(What to do): Could each entry below be printed again exactly as given?

**** Data supplied ****

use super::{Enhancer, file_digest, identity_hashes, schemes_for};
use crate::config::HashingConfig;
use crate::hash::{IdentityScheme, LibraryIdentity};
use crate::model::{DependencyInfo, LibType, Library};

const OWN_SCHEMES: &[IdentityScheme] = &[IdentityScheme::Gavt, IdentityScheme::Gavtlc];

/// Characters that mark an unresolved property placeholder such as
/// `${project.version}`.
const PLACEHOLDER_CHARS: &[char] = &['{', '}', '(', ')', '$'];

/// Maven and Gradle libraries.
///
/// `sha1` is the jar's digest, `additional_sha1` the GAVTLC identity hash.
#[derive(Debug, Clone)]
pub struct JavaEnhancer {
    hashing: HashingConfig,
    skip_unresolved_versions: bool,
}

impl JavaEnhancer {
    #[must_use]
    pub const fn new(hashing: HashingConfig, skip_unresolved_versions: bool) -> Self {
        Self {
            hashing,
            skip_unresolved_versions,
        }
    }

    fn is_invalid(&self, library: &Library) -> bool {
        library.lib_type != LibType::Java
            || library.artifact.is_empty()
            || library.group_id.is_empty()
            || library.version.is_empty()
            || (self.skip_unresolved_versions && library.version.contains(PLACEHOLDER_CHARS))
    }
}

impl Enhancer for JavaEnhancer {
    fn lib_type(&self) -> LibType {
        LibType::Java
    }

    fn enhance_library(&self, library: &Library, manifest_file: &str) -> Option<DependencyInfo> {
        if self.is_invalid(library) {
            tracing::debug!(
                label = %library.label(false),
                "skipping java library with incomplete coordinates"
            );
            return None;
        }

        let algorithm = self.hashing.algorithm;
        let mut info = DependencyInfo::from_library(library, manifest_file);
        info.sha1 = file_digest(library.system_path.as_deref(), algorithm);
        info.identity_hashes = identity_hashes(
            &LibraryIdentity::from(library),
            schemes_for(&self.hashing, OWN_SCHEMES),
            algorithm,
        );
        info.additional_sha1 = info
            .identity_hashes
            .get(&IdentityScheme::Gavtlc)
            .cloned()
            .unwrap_or_default();
        info.record_checksums();
        Some(info)
    }
}
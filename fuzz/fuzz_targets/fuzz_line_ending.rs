#![no_main]
use libfuzzer_sys::fuzz_target;
use sca_fingerprint::transform::{LineEndingSwitch, StripWhitespace, TransformReader, transform_bytes};
use std::io::Read;

/// Fuzz the resumable transforms.
///
/// Output must not depend on how the input is chunked, so a reader with
/// one-byte buffers has to agree with the in-memory run.
fuzz_target!(|data: &[u8]| {
    let whole = transform_bytes(LineEndingSwitch::new(), data);
    let mut chunked = Vec::new();
    let mut reader = TransformReader::with_capacity(1, data, LineEndingSwitch::new());
    reader.read_to_end(&mut chunked).unwrap();
    assert_eq!(whole, chunked);

    let stripped = transform_bytes(StripWhitespace, data);
    assert!(!stripped.iter().any(|b| matches!(b, b'\t' | b'\r' | b'\n' | b' ')));
});
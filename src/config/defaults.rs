//! Named presets and default values.

use super::types::{EngineConfig, EnhanceConfig, HashingConfig, RemediationConfig};

/// Upper bound on `enhance.worker_threads`.
pub const MAX_WORKER_THREADS: usize = 512;

// ============================================================================
// Configuration Presets
// ============================================================================

/// Named configuration presets for common use cases.
#[derive(Debug, Clone, Copy, PartialEq, Eq)]
pub enum ConfigPreset {
    /// Content and ecosystem identity hashes
    Default,
    /// Identity hashes and plain file digests only; no content re-reads
    MetadataOnly,
    /// Every digest the engine knows, including all identity schemes
    Thorough,
}

impl ConfigPreset {
    /// Get the preset name as a string.
    #[must_use]
    pub const fn name(&self) -> &'static str {
        match self {
            Self::Default => "default",
            Self::MetadataOnly => "metadata-only",
            Self::Thorough => "thorough",
        }
    }

    /// Parse a preset from a string name.
    #[must_use]
    pub fn from_name(name: &str) -> Option<Self> {
        match name.to_lowercase().as_str() {
            "default" => Some(Self::Default),
            "metadata-only" | "metadata" | "fast" => Some(Self::MetadataOnly),
            "thorough" | "full" => Some(Self::Thorough),
            _ => None,
        }
    }

    /// Get a description of this preset.
    #[must_use]
    pub const fn description(&self) -> &'static str {
        match self {
            Self::Default => "File digests, super hashes and each ecosystem's identity hashes",
            Self::MetadataOnly => "Skip super hash and line-ending variants for faster scans",
            Self::Thorough => "Every content digest plus all six identity schemes",
        }
    }

    /// Get all available presets.
    #[must_use]
    pub const fn all() -> &'static [Self] {
        &[Self::Default, Self::MetadataOnly, Self::Thorough]
    }
}

impl std::fmt::Display for ConfigPreset {
    fn fmt(&self, f: &mut std::fmt::Formatter<'_>) -> std::fmt::Result {
        write!(f, "{}", self.name())
    }
}

// ============================================================================
// Preset Implementations
// ============================================================================

impl EngineConfig {
    /// Create an `EngineConfig` from a named preset.
    #[must_use]
    pub fn from_preset(preset: ConfigPreset) -> Self {
        match preset {
            ConfigPreset::Default => Self::default(),
            ConfigPreset::MetadataOnly => Self::metadata_only_preset(),
            ConfigPreset::Thorough => Self::thorough_preset(),
        }
    }

    /// Metadata-only preset.
    ///
    /// - No SuperHash and no other-platform digest
    /// - Ecosystem identity hashes only
    #[must_use]
    pub fn metadata_only_preset() -> Self {
        Self {
            hashing: HashingConfig {
                super_hash: false,
                other_platform: false,
                ..HashingConfig::default()
            },
            enhance: EnhanceConfig::default(),
            remediation: RemediationConfig::default(),
        }
    }

    /// Thorough preset.
    ///
    /// - SuperHash and other-platform digest
    /// - All six identity schemes wherever the metadata allows
    #[must_use]
    pub fn thorough_preset() -> Self {
        Self {
            hashing: HashingConfig {
                super_hash: true,
                other_platform: true,
                all_identity_schemes: true,
                ..HashingConfig::default()
            },
            enhance: EnhanceConfig::default(),
            remediation: RemediationConfig::default(),
        }
    }
}

#[cfg(test)]
mod tests {
    use super::*;

    #[test]
    fn test_preset_names_round_trip() {
        for preset in ConfigPreset::all() {
            assert_eq!(ConfigPreset::from_name(preset.name()), Some(*preset));
        }
        assert_eq!(ConfigPreset::from_name("FAST"), Some(ConfigPreset::MetadataOnly));
        assert_eq!(ConfigPreset::from_name("nope"), None);
    }

    #[test]
    fn test_presets_differ() {
        let default = EngineConfig::from_preset(ConfigPreset::Default);
        let metadata = EngineConfig::from_preset(ConfigPreset::MetadataOnly);
        let thorough = EngineConfig::from_preset(ConfigPreset::Thorough);

        assert!(default.hashing.super_hash);
        assert!(!metadata.hashing.super_hash);
        assert!(!metadata.hashing.other_platform);
        assert!(thorough.hashing.all_identity_schemes);
        assert!(!default.hashing.all_identity_schemes);
    }
}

****

(Exercise answer):
use super::{Enhancer, file_digest, identity_hashes, schemes_for};
use crate::config::HashingConfig;
use crate::hash::{IdentityScheme, LibraryIdentity};
use crate::model::{DependencyInfo, LibType, Library};

const OWN_SCHEMES: &[IdentityScheme] = &[IdentityScheme::Gavt, IdentityScheme::Gavtlc];

/// Characters that mark an unresolved property placeholder such as
/// `${project.version}`.
const PLACEHOLDER_CHARS: &[char] = &['{', '}', '(', ')', '$'];

/// Maven and Gradle libraries.
///
/// `sha1` is the jar's digest, `additional_sha1` the GAVTLC identity hash.
#[derive(Debug, Clone)]
pub struct JavaEnhancer {
    hashing: HashingConfig,
    skip_unresolved_versions: bool,
}

impl JavaEnhancer {
    #[must_use]
    pub const fn new(hashing: HashingConfig, skip_unresolved_versions: bool) -> Self {
        Self {
            hashing,
            skip_unresolved_versions,
        }
    }

    fn is_invalid(&self, library: &Library) -> bool {
        library.lib_type != LibType::Java
            || library.artifact.is_empty()
            || library.group_id.is_empty()
            || library.version.is_empty()
            || (self.skip_unresolved_versions && library.version.contains(PLACEHOLDER_CHARS))
    }
}

impl Enhancer for JavaEnhancer {
    fn lib_type(&self) -> LibType {
        LibType::Java
    }

    fn enhance_library(&self, library: &Library, manifest_file: &str) -> Option<DependencyInfo> {
        if self.is_invalid(library) {
            tracing::debug!(
                label = %library.label(false),
                "skipping java library with incomplete coordinates"
            );
            return None;
        }

        let algorithm = self.hashing.algorithm;
        let mut info = DependencyInfo::from_library(library, manifest_file);
        info.sha1 = file_digest(library.system_path.as_deref(), algorithm);
        info.identity_hashes = identity_hashes(
            &LibraryIdentity::from(library),
            schemes_for(&self.hashing, OWN_SCHEMES),
            algorithm,
        );
        info.additional_sha1 = info
            .identity_hashes
            .get(&IdentityScheme::Gavtlc)
            .cloned()
            .unwrap_or_default();
        info.record_checksums();
        Some(info)
    }
}
filename fuzz/fuzz_targets/fuzz_line_ending.rs
#![no_main]
use libfuzzer_sys::fuzz_target;
use sca_fingerprint::transform::{LineEndingSwitch, StripWhitespace, TransformReader, transform_bytes};
use std::io::Read;

/// Fuzz the resumable transforms.
///
/// Output must not depend on how the input is chunked, so a reader with
/// one-byte buffers has to agree with the in-memory run.
fuzz_target!(|data: &[u8]| {
    let whole = transform_bytes(LineEndingSwitch::new(), data);
    let mut chunked = Vec::new();
    let mut reader = TransformReader::with_capacity(1, data, LineEndingSwitch::new());
    reader.read_to_end(&mut chunked).unwrap();
    assert_eq!(whole, chunked);

    let stripped = transform_bytes(StripWhitespace, data);
    assert!(!stripped.iter().any(|b| matches!(b, b'\t' | b'\r' | b'\n' | b' ')));
});
filename src/config/defaults.rs
//! Named presets and default values.

use super::types::{EngineConfig, EnhanceConfig, HashingConfig, RemediationConfig};

/// Upper bound on `enhance.worker_threads`.
pub const MAX_WORKER_THREADS: usize = 512;

// ============================================================================
// Configuration Presets
// ============================================================================

/// Named configuration presets for common use cases.
#[derive(Debug, Clone, Copy, PartialEq, Eq)]
pub enum ConfigPreset {
    /// Content and ecosystem identity hashes
    Default,
    /// Identity hashes and plain file digests only; no content re-reads
    MetadataOnly,
    /// Every digest the engine knows, including all identity schemes
    Thorough,
}

impl ConfigPreset {
    /// Get the preset name as a string.
    #[must_use]
    pub const fn name(&self) -> &'static str {
        match self {
            Self::Default => "default",
            Self::MetadataOnly => "metadata-only",
            Self::Thorough => "thorough",
        }
    }

    /// Parse a preset from a string name.
    #[must_use]
    pub fn from_name(name: &str) -> Option<Self> {
        match name.to_lowercase().as_str() {
            "default" => Some(Self::Default),
            "metadata-only" | "metadata" | "fast" => Some(Self::MetadataOnly),
            "thorough" | "full" => Some(Self::Thorough),
            _ => None,
        }
    }

    /// Get a description of this preset.
    #[must_use]
    pub const fn description(&self) -> &'static str {
        match self {
            Self::Default => "File digests, super hashes and each ecosystem's identity hashes",
            Self::MetadataOnly => "Skip super hash and line-ending variants for faster scans",
            Self::Thorough => "Every content digest plus all six identity schemes",
        }
    }

    /// Get all available presets.
    #[must_use]
    pub const fn all() -> &'static [Self] {
        &[Self::Default, Self::MetadataOnly, Self::Thorough]
    }
}

impl std::fmt::Display for ConfigPreset {
    fn fmt(&self, f: &mut std::fmt::Formatter<'_>) -> std::fmt::Result {
        write!(f, "{}", self.name())
    }
}

// ============================================================================
// Preset Implementations
// ============================================================================

impl EngineConfig {
    /// Create an `EngineConfig` from a named preset.
    #[must_use]
    pub fn from_preset(preset: ConfigPreset) -> Self {
        match preset {
            ConfigPreset::Default => Self::default(),
            ConfigPreset::MetadataOnly => Self::metadata_only_preset(),
            ConfigPreset::Thorough => Self::thorough_preset(),
        }
    }

    /// Metadata-only preset.
    ///
    /// - No SuperHash and no other-platform digest
    /// - Ecosystem identity hashes only
    #[must_use]
    pub fn metadata_only_preset() -> Self {
        Self {
            hashing: HashingConfig {
                super_hash: false,
                other_platform: false,
                ..HashingConfig::default()
            },
            enhance: EnhanceConfig::default(),
            remediation: RemediationConfig::default(),
        }
    }

    /// Thorough preset.
    ///
    /// - SuperHash and other-platform digest
    /// - All six identity schemes wherever the metadata allows
    #[must_use]
    pub fn thorough_preset() -> Self {
        Self {
            hashing: HashingConfig {
                super_hash: true,
                other_platform: true,
                all_identity_schemes: true,
                ..HashingConfig::default()
            },
            enhance: EnhanceConfig::default(),
            remediation: RemediationConfig::default(),
        }
    }
}

#[cfg(test)]
mod tests {
    use super::*;

    #[test]
    fn test_preset_names_round_trip() {
        for preset in ConfigPreset::all() {
            assert_eq!(ConfigPreset::from_name(preset.name()), Some(*preset));
        }
        assert_eq!(ConfigPreset::from_name("FAST"), Some(ConfigPreset::MetadataOnly));
        assert_eq!(ConfigPreset::from_name("nope"), None);
    }

    #[test]
    fn test_presets_differ() {
        let default = EngineConfig::from_preset(ConfigPreset::Default);
        let metadata = EngineConfig::from_preset(ConfigPreset::MetadataOnly);
        let thorough = EngineConfig::from_preset(ConfigPreset::Thorough);

        assert!(default.hashing.super_hash);
        assert!(!metadata.hashing.super_hash);
        assert!(!metadata.hashing.other_platform);
        assert!(thorough.hashing.all_identity_schemes);
        assert!(!default.hashing.all_identity_schemes);
    }
}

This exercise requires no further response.